Until the inevitable moment they will be sold out. For ever.... :cry:

Lexaf
June 25th, 2014, 05:57 AM
Just a random question: Do you know if the nibs on these pens are tipped? They appear to be untipped steel to me but it's really hard to tell.

Short answer: yes!

Long answer:
The nibs on the pens are tipped indeed, but only very lightly, which was quite usual for nibs made in the 30's. Also bear in mind that these pens and nibs were meant as low budget school pens and the nibs were actually a sort of 'war time' nibs as already halfway the 1930's the German authorities had restrictions on the use of gold for purposes like fountain pen nibs. So new steel alloy's were developed to meet the needs of flexible steel. Flex nibs were normal these days, as the standard German style of writing was cursive. The industry managed to produce cheap steel nibs, but Iridium (a metal of the Platinum family) was very expensive, especially the just recently in that era invented artificially refined Iridium. So just the minimum amount of Iridium that was needed to enforce the tips of the nib was applied.

Lex

RuiFromUK
June 25th, 2014, 06:12 AM
Brilliant explanation thank you very much.

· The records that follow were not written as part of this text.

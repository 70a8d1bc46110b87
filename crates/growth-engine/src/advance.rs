//! One database, one period: growth, autogrowth detection and the snapshot.

use growth_core::{
    mb_to_gb, round3, AnomalyOverride, AutogrowthBatch, AutogrowthEvent, BaselineTemplate,
    DatabaseState, FileType, PatternLibrary, RandomSource, Result, SimulationPeriod, SizeStats,
    Snapshot, TableSnapshot,
};

use crate::autogrowth::detect_events;
use crate::engine::{simulate_database_period, TableDelta};

/// Read-only inputs for advancing one database.
#[derive(Debug, Clone, Copy)]
pub struct SimulationContext<'a> {
    pub library: &'a PatternLibrary,
    /// Template of the database's server type
    pub template: &'a BaselineTemplate,
    pub anomaly: Option<&'a AnomalyOverride>,
}

/// Everything one database produces for one period. Nothing has been
/// written yet.
#[derive(Debug, Clone)]
pub struct DatabaseAdvance {
    pub state: DatabaseState,
    pub snapshot: Snapshot,
    /// Data and log events merged in timestamp order
    pub events: Vec<AutogrowthEvent>,
    pub table_deltas: Vec<TableDelta>,
    pub cleanup_fired: bool,
}

impl DatabaseAdvance {
    /// The event file payload, or `None` when the period had no events.
    pub fn event_batch(&self) -> Option<AutogrowthBatch> {
        if self.events.is_empty() {
            return None;
        }
        Some(AutogrowthBatch {
            server_name: self.snapshot.server_name.clone(),
            database_name: self.snapshot.database_name.clone(),
            period_start: self.snapshot.period_start,
            period_end: self.snapshot.period_end,
            events: self.events.clone(),
        })
    }

    pub fn event_count(&self, file_type: FileType) -> usize {
        self.events
            .iter()
            .filter(|e| e.file_type == file_type)
            .count()
    }
}

/// Advance one database by `period`.
pub fn advance_database<R: RandomSource>(
    state: &DatabaseState,
    ctx: &SimulationContext<'_>,
    period: &SimulationPeriod,
    rng: &mut R,
) -> Result<DatabaseAdvance> {
    let outcome = simulate_database_period(state, ctx.library, ctx.template, period, rng)?;
    let mut new_state = outcome.state;

    let mut events = Vec::new();
    for file_type in FileType::ALL {
        let rule = ctx.template.rule_for(file_type)?;
        let detection = detect_events(
            state.file_size_mb(file_type),
            new_state.file_size_mb(file_type),
            state.growth_carry_mb(file_type),
            rule,
            ctx.anomaly,
            period,
            rng,
        );
        new_state.set_growth_carry_mb(file_type, detection.carry_mb);
        events.extend(detection.events);
    }
    events.sort_by_key(|e| e.timestamp);

    tracing::debug!(
        server = %new_state.server_name,
        database = %new_state.database_name,
        data_mb = new_state.data_file_size_mb,
        log_mb = new_state.log_file_size_mb,
        events = events.len(),
        "database advanced"
    );

    Ok(DatabaseAdvance {
        snapshot: build_snapshot(&new_state, &outcome.io, period),
        state: new_state,
        events,
        table_deltas: outcome.table_deltas,
        cleanup_fired: outcome.cleanup_fired,
    })
}

fn build_snapshot(
    state: &DatabaseState,
    io: &growth_core::IoStats,
    period: &SimulationPeriod,
) -> Snapshot {
    Snapshot {
        timestamp: period.end,
        server_name: state.server_name.clone(),
        server_type: state.server_type,
        database_name: state.database_name.clone(),
        period_start: period.start,
        period_end: period.end,
        period_type: period.kind,
        size: SizeStats {
            total_gb: mb_to_gb(state.total_size_mb()),
            data_file_gb: mb_to_gb(state.data_file_size_mb),
            log_file_gb: mb_to_gb(state.log_file_size_mb),
            file_count: state.file_count,
        },
        io: io.clone(),
        tables: state
            .tables
            .values()
            .map(|t| TableSnapshot {
                table_name: t.table_name.clone(),
                row_count: t.row_count,
                size_mb: round3(t.size_mb),
            })
            .collect(),
    }
}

Looking forward to see the next lot of pens since I missed the previous lots.

tandaina
June 25th, 2014, 12:13 PM
Mine arrived and is indeed in lovely condition and flexes beautifully. :) Fun pen!

bc.hiker
June 26th, 2014, 10:12 AM
Have to add to the conversation here!! I bought two of these WONDERFUL pens from Lex and they're among my very favorite pens. I'm really new at fountain pens and Lex gave me lots of tips and pointers to get me going with these piston fillers. They were my first flex nib pens and now it's gotten to the point where I'm not much of a fan of rigid nibs anymore. Lex is great to do business with too. So this is way more than a fair deal for a great pen, you'll make a friend besides. These pens are the real deal and the history behind them is just a bonus. A straight 5 stars for these pens & Lex!! :fans:

Lexaf
June 26th, 2014, 10:55 AM
@ bc.hiker:

:redface: :redface:

Thank You!!

discopig
June 26th, 2014, 02:12 PM
Just a random question: Do you know if the nibs on these pens are tipped? They appear to be untipped steel to me but it's really hard to tell.

Short answer: yes!

Long answer:
The nibs on the pens are tipped indeed, but only very lightly, which was quite usual for nibs made in the 30's. Also bear in mind that these pens and nibs were meant as low budget school pens and the nibs were actually a sort of 'war time' nibs as already halfway the 1930's the German authorities had restrictions on the use of gold for purposes like fountain pen nibs. So new steel alloy's were developed to meet the needs of flexible steel. Flex nibs were normal these days, as the standard German style of writing was cursive. The industry managed to produce cheap steel nibs, but Iridium (a metal of the Platinum family) was very expensive, especially the just recently in that era invented artificially refined Iridium. So just the minimum amount of Iridium that was needed to enforce the tips of the nib was applied.

Lex

Thanks for the answer! I guess even light tipping will survive much longer than bare steel.